MONTREAL - Patients at the McGill University Health Centre will soon be feeling the pinch after a damning government report revealed Tuesday the hospital network couldn’t account for more than 800,000 hours in unauthorized pay, among other issues.

There are serious questions being raised about how the public funds at the network of six hospitals have been spent since 2009.

“They didn't go by the rules that are in the system to really manage the situation the budget or even the purchase of buildings,” said Danielle McCann of Health and Social Services Montreal.

“More than 800,000 hours worked without a growth of activities,” said McCann, adding, “There were also irregularities in terms of the buildings bought by MUHC without authorization from the agency or the ministry.”

The MUHC admits it knew about the problems and gave the government information about it all.

”We could try to analyze to death the past. What we're focusing is making sure that we come back to equilibrium,” said MUHC director of communications Richard Fahey.
 

To do so, the MUHC is facing $53 million in cuts within the next three months.

One possibility is to focus its efforts on complicated cases, and to encourage patients to visit CLSC's, regional hospitals, or their own GP instead of coming to a hospital.

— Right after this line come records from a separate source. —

use crate::{hits, mount_page, mount_robots, test_config, test_pipeline};
use gleaner::{DocumentError, ExtractionResult, GleanError, Link, Pipeline};
use wiremock::matchers::{method, path};
use wiremock::{Mock, MockServer, ResponseTemplate};

const ARTICLE: &str = r#"<!DOCTYPE html>
<html>
<head><title>Rust (programming language)</title></head>
<body>
    <h1>Rust</h1>
    <p>Rust is a general-purpose programming language.</p>
    <h2>History</h2>
    <p>Rust began as a personal project.</p>
    <a href="/wiki/Graydon_Hoare">Graydon Hoare</a>
    <a href="https://www.rust-lang.org/">Official site</a>
    <a href="/wiki/Mozilla">Mozilla</a>
    <a href="/w/index.php?title=Rust">Edit</a>
    <a href="/wiki/Mozilla">Mozilla again</a>
    <img src="/static/rust-logo.png" alt="Rust logo">
    <img src="/static/spacer.gif">
</body>
</html>"#;

#[tokio::test]
async fn test_extract_all_from_page() {
    let server = MockServer::start().await;
    mount_robots(&server, "User-agent: *\nDisallow: /private").await;
    mount_page(&server, "/wiki/Rust", ARTICLE, 1).await;

    let summary = test_pipeline()
        .extract_all(&format!("{}/wiki/Rust", server.uri()))
        .await
        .expect("Extraction failed");

    assert_eq!(summary.headlines, vec!["Rust", "History"]);
    assert_eq!(summary.links.len(), 5);
    assert_eq!(
        summary.links[0],
        Link {
            href: "/wiki/Graydon_Hoare".to_string(),
            text: "Graydon Hoare".to_string(),
        }
    );
    assert_eq!(summary.images.len(), 2);
    assert_eq!(summary.images[1].alt, None);
}

#[tokio::test]
async fn test_robots_disallow_blocks_fetch() {
    let server = MockServer::start().await;
    mount_robots(&server, "User-agent: *\nDisallow: /").await;
    mount_page(&server, "/wiki/Rust", ARTICLE, 0).await;

    let err = test_pipeline()
        .extract_all(&format!("{}/wiki/Rust", server.uri()))
        .await
        .unwrap_err();

    assert!(matches!(err, GleanError::RobotsDenied { .. }));
    assert_eq!(hits(&server, "/wiki/Rust").await, 0);
}

#[tokio::test]
async fn test_robots_denial_applies_to_every_feature() {
    let server = MockServer::start().await;
    mount_robots(&server, "User-agent: *\nDisallow: /wiki/").await;
    mount_page(&server, "/wiki/Rust", ARTICLE, 0).await;

    let pipeline = test_pipeline();
    let url = format!("{}/wiki/Rust", server.uri());

    assert!(matches!(
        pipeline.search_text(&url, "rust").await,
        Err(GleanError::RobotsDenied { .. })
    ));
    assert!(matches!(
        pipeline.count_elements(&url, "p").await,
        Err(GleanError::RobotsDenied { .. })
    ));
    assert!(matches!(
        pipeline.follow_links(&url, 1).await,
        Err(GleanError::RobotsDenied { .. })
    ));
    assert!(matches!(
        pipeline.select(&url, "p").await,
        Err(GleanError::RobotsDenied { .. })
    ));
}

#[tokio::test]
async fn test_check_reports_decision() {
    let server = MockServer::start().await;
    mount_robots(&server, "User-agent: *\nDisallow: /private").await;

    let pipeline = test_pipeline();

    let open = pipeline
        .check(&format!("{}/wiki/Rust", server.uri()))
        .await
        .unwrap();
    assert!(open.allowed);
    assert_eq!(open.robots_url, format!("{}/robots.txt", server.uri()));

    let closed = pipeline
        .check(&format!("{}/private/page", server.uri()))
        .await
        .unwrap();
    assert!(!closed.allowed);
}

#[tokio::test]
async fn test_named_robots_agent() {
    let server = MockServer::start().await;
    mount_robots(
        &server,
        "User-agent: Gleaner\nDisallow: /\n\nUser-agent: *\nAllow: /",
    )
    .await;

    let url = format!("{}/wiki/Rust", server.uri());
    assert!(test_pipeline().check(&url).await.unwrap().allowed);

    let mut config = test_config();
    config.robots.user_agent = "Gleaner".to_string();
    let named = Pipeline::new(&config).unwrap();
    assert!(!named.check(&url).await.unwrap().allowed);
}

#[tokio::test]
async fn test_robots_refetched_per_action() {
    let server = MockServer::start().await;
    Mock::given(method("GET"))
        .and(path("/robots.txt"))
        .respond_with(ResponseTemplate::new(200).set_body_string("User-agent: *\nAllow: /"))
        .expect(2)
        .mount(&server)
        .await;
    mount_page(&server, "/wiki/Rust", ARTICLE, 2).await;

    let pipeline = test_pipeline();
    let url = format!("{}/wiki/Rust", server.uri());
    pipeline.count_elements(&url, "p").await.unwrap();
    pipeline.extract_links(&url).await.unwrap();
}

#[tokio::test]
async fn test_follow_links_negative_depth_makes_no_requests() {
    let server = MockServer::start().await;

    let result = test_pipeline()
        .follow_links(&format!("{}/wiki/Rust", server.uri()), -1)
        .await
        .unwrap();

    assert_eq!(result, ExtractionResult::FollowedLinks(vec![]));
    let requests = server.received_requests().await.unwrap();
    assert!(requests.is_empty());
}

#[tokio::test]
async fn test_follow_links_depth_zero_single_fetch() {
    let server = MockServer::start().await;
    mount_robots(&server, "User-agent: *\nAllow: /").await;
    mount_page(&server, "/wiki/Rust", ARTICLE, 1).await;

    let result = test_pipeline()
        .follow_links(&format!("{}/wiki/Rust", server.uri()), 0)
        .await
        .unwrap();

    assert_eq!(
        result,
        ExtractionResult::FollowedLinks(vec![
            "/wiki/Graydon_Hoare".to_string(),
            "/wiki/Mozilla".to_string(),
            "/wiki/Mozilla".to_string(),
        ])
    );
}

#[tokio::test]
async fn test_follow_links_never_recurses() {
    let server = MockServer::start().await;
    mount_robots(&server, "User-agent: *\nAllow: /").await;
    mount_page(&server, "/wiki/Rust", ARTICLE, 1).await;
    mount_page(&server, "/wiki/Mozilla", "<a href=\"/wiki/Firefox\">F</a>", 0).await;
    mount_page(&server, "/wiki/Graydon_Hoare", "<p>bio</p>", 0).await;

    let result = test_pipeline()
        .follow_links(&format!("{}/wiki/Rust", server.uri()), 5)
        .await
        .unwrap();

    assert_eq!(result.len(), 3);
}

#[tokio::test]
async fn test_search_text() {
    let server = MockServer::start().await;
    mount_robots(&server, "").await;
    mount_page(&server, "/wiki/Rust", ARTICLE, 1).await;

    let result = test_pipeline()
        .search_text(&format!("{}/wiki/Rust", server.uri()), "PROJECT")
        .await
        .unwrap();

    assert_eq!(
        result,
        ExtractionResult::TextMatches(vec!["Rust began as a personal project.".to_string()])
    );
}

#[tokio::test]
async fn test_search_empty_keyword_single_text_node() {
    let server = MockServer::start().await;
    mount_robots(&server, "").await;
    mount_page(&server, "/single", "<html><body><p>Lone text</p></body></html>", 1).await;

    let result = test_pipeline()
        .search_text(&format!("{}/single", server.uri()), "")
        .await
        .unwrap();

    assert_eq!(
        result,
        ExtractionResult::TextMatches(vec!["Lone text".to_string()])
    );
}

#[tokio::test]
async fn test_count_matches_select() {
    let server = MockServer::start().await;
    mount_robots(&server, "").await;
    mount_page(&server, "/wiki/Rust", ARTICLE, 2).await;

    let pipeline = test_pipeline();
    let url = format!("{}/wiki/Rust", server.uri());

    let count = pipeline.count_elements(&url, "A").await.unwrap();
    let selected = pipeline.select(&url, "a").await.unwrap();

    assert_eq!(count, ExtractionResult::ElementCount(5));
    assert_eq!(selected.len(), 5);
}

#[tokio::test]
async fn test_invalid_selector_fails_before_fetch() {
    let server = MockServer::start().await;

    let err = test_pipeline()
        .select(&format!("{}/wiki/Rust", server.uri()), "p[")
        .await
        .unwrap_err();

    assert!(matches!(
        err,
        GleanError::Document(DocumentError::Selector { .. })
    ));
    assert!(server.received_requests().await.unwrap().is_empty());
}

#[tokio::test]
async fn test_transient_failure_recovers() {
    let server = MockServer::start().await;
    mount_robots(&server, "").await;
    Mock::given(method("GET"))
        .and(path("/flaky"))
        .respond_with(ResponseTemplate::new(502))
        .up_to_n_times(1)
        .mount(&server)
        .await;
    mount_page(&server, "/flaky", "<h1>Back</h1>", 1).await;

    let summary = test_pipeline()
        .extract_all(&format!("{}/flaky", server.uri()))
        .await
        .unwrap();

    assert_eq!(summary.headlines, vec!["Back"]);
    assert_eq!(hits(&server, "/flaky").await, 2);
}

#[tokio::test]
async fn test_retries_exhausted() {
    let server = MockServer::start().await;
    mount_robots(&server, "").await;
    Mock::given(method("GET"))
        .and(path("/down"))
        .respond_with(ResponseTemplate::new(500))
        .expect(4)
        .mount(&server)
        .await;

    let err = test_pipeline()
        .extract_links(&format!("{}/down", server.uri()))
        .await
        .unwrap_err();

    assert!(matches!(err, GleanError::Network { attempts: 4, .. }));
}

#[tokio::test]
async fn test_non_200_success_not_parsed() {
    let server = MockServer::start().await;
    mount_robots(&server, "").await;
    Mock::given(method("GET"))
        .and(path("/partial"))
        .respond_with(ResponseTemplate::new(203).set_body_string("<h1>Cached</h1>"))
        .mount(&server)
        .await;

    let err = test_pipeline()
        .extract_all(&format!("{}/partial", server.uri()))
        .await
        .unwrap_err();

    assert!(matches!(err, GleanError::UnexpectedStatus { status: 203, .. }));
}

#[tokio::test]
async fn test_binary_body_is_parse_error() {
    let server = MockServer::start().await;
    mount_robots(&server, "").await;
    Mock::given(method("GET"))
        .and(path("/image"))
        .respond_with(ResponseTemplate::new(200).set_body_bytes(vec![0x89, b'P', b'N', b'G', 0, 0, 0, 13]))
        .mount(&server)
        .await;

    let err = test_pipeline()
        .count_elements(&format!("{}/image", server.uri()), "p")
        .await
        .unwrap_err();

    assert!(matches!(err, GleanError::HtmlParse { .. }));
}

#[tokio::test]
async fn test_invalid_url_rejected() {
    let err = test_pipeline()
        .extract_all("ftp://example.com/file")
        .await
        .unwrap_err();
    assert!(matches!(err, GleanError::UrlError(_)));
}

#[tokio::test]
async fn test_declared_charset_is_honoured() {
    let server = MockServer::start().await;
    mount_robots(&server, "").await;
    Mock::given(method("GET"))
        .and(path("/latin1"))
        .respond_with(ResponseTemplate::new(200).set_body_raw(
            b"<html><body><p>caf\xe9 cr\xe8me</p></body></html>".to_vec(),
            "text/html; charset=iso-8859-1",
        ))
        .mount(&server)
        .await;

    let result = test_pipeline()
        .search_text(&format!("{}/latin1", server.uri()), "café")
        .await
        .unwrap();

    assert_eq!(
        result,
        ExtractionResult::TextMatches(vec!["café crème".to_string()])
    );
}

#[tokio::test]
async fn test_utf16_page_with_bom_is_parsed() {
    let server = MockServer::start().await;
    mount_robots(&server, "").await;

    let mut body = vec![0xFF, 0xFE];
    for unit in "<h1>Überblick</h1><a href=\"/wiki/Zürich\">Zürich</a>".encode_utf16() {
        body.extend_from_slice(&unit.to_le_bytes());
    }
    Mock::given(method("GET"))
        .and(path("/utf16"))
        .respond_with(ResponseTemplate::new(200).set_body_raw(body, "text/html"))
        .mount(&server)
        .await;

    let summary = test_pipeline()
        .extract_all(&format!("{}/utf16", server.uri()))
        .await
        .unwrap();

    assert_eq!(summary.headlines, vec!["Überblick"]);
    assert_eq!(summary.links[0].href, "/wiki/Zürich");
}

The cuts should come from bloated management budgets and not patients’ services, said patients’ rights advocate Paul Brunet.

“I'm a little fed up of this kind of exercise that is too easy to hurt people rather than to hurt their own management environment,” said Brunet.

The MUHC said it is committed to making things right.

“That's what we're focusing on moving forward and being fiscally responsible because we are handling in the end public funds for the public,’” said Fahey.

This comes as the hospital network sues former director Arthur Porter for nearly $300,000 he was paid in excess salary, and it is also coping with allegations another former employee defrauded the network of some $1.6 million.

There are also reports that staffing levels at the construction site for the superhospital are being inflated, with almost $900,000 in salary expenses that have yet to be explained.

The total budget for the MUHC network is about $1 billion. A $53 million deficit would account for almost half of the provincial health budget's deficit.

The province has appointed a financial guide to help the MUHC navigate the upcoming cuts.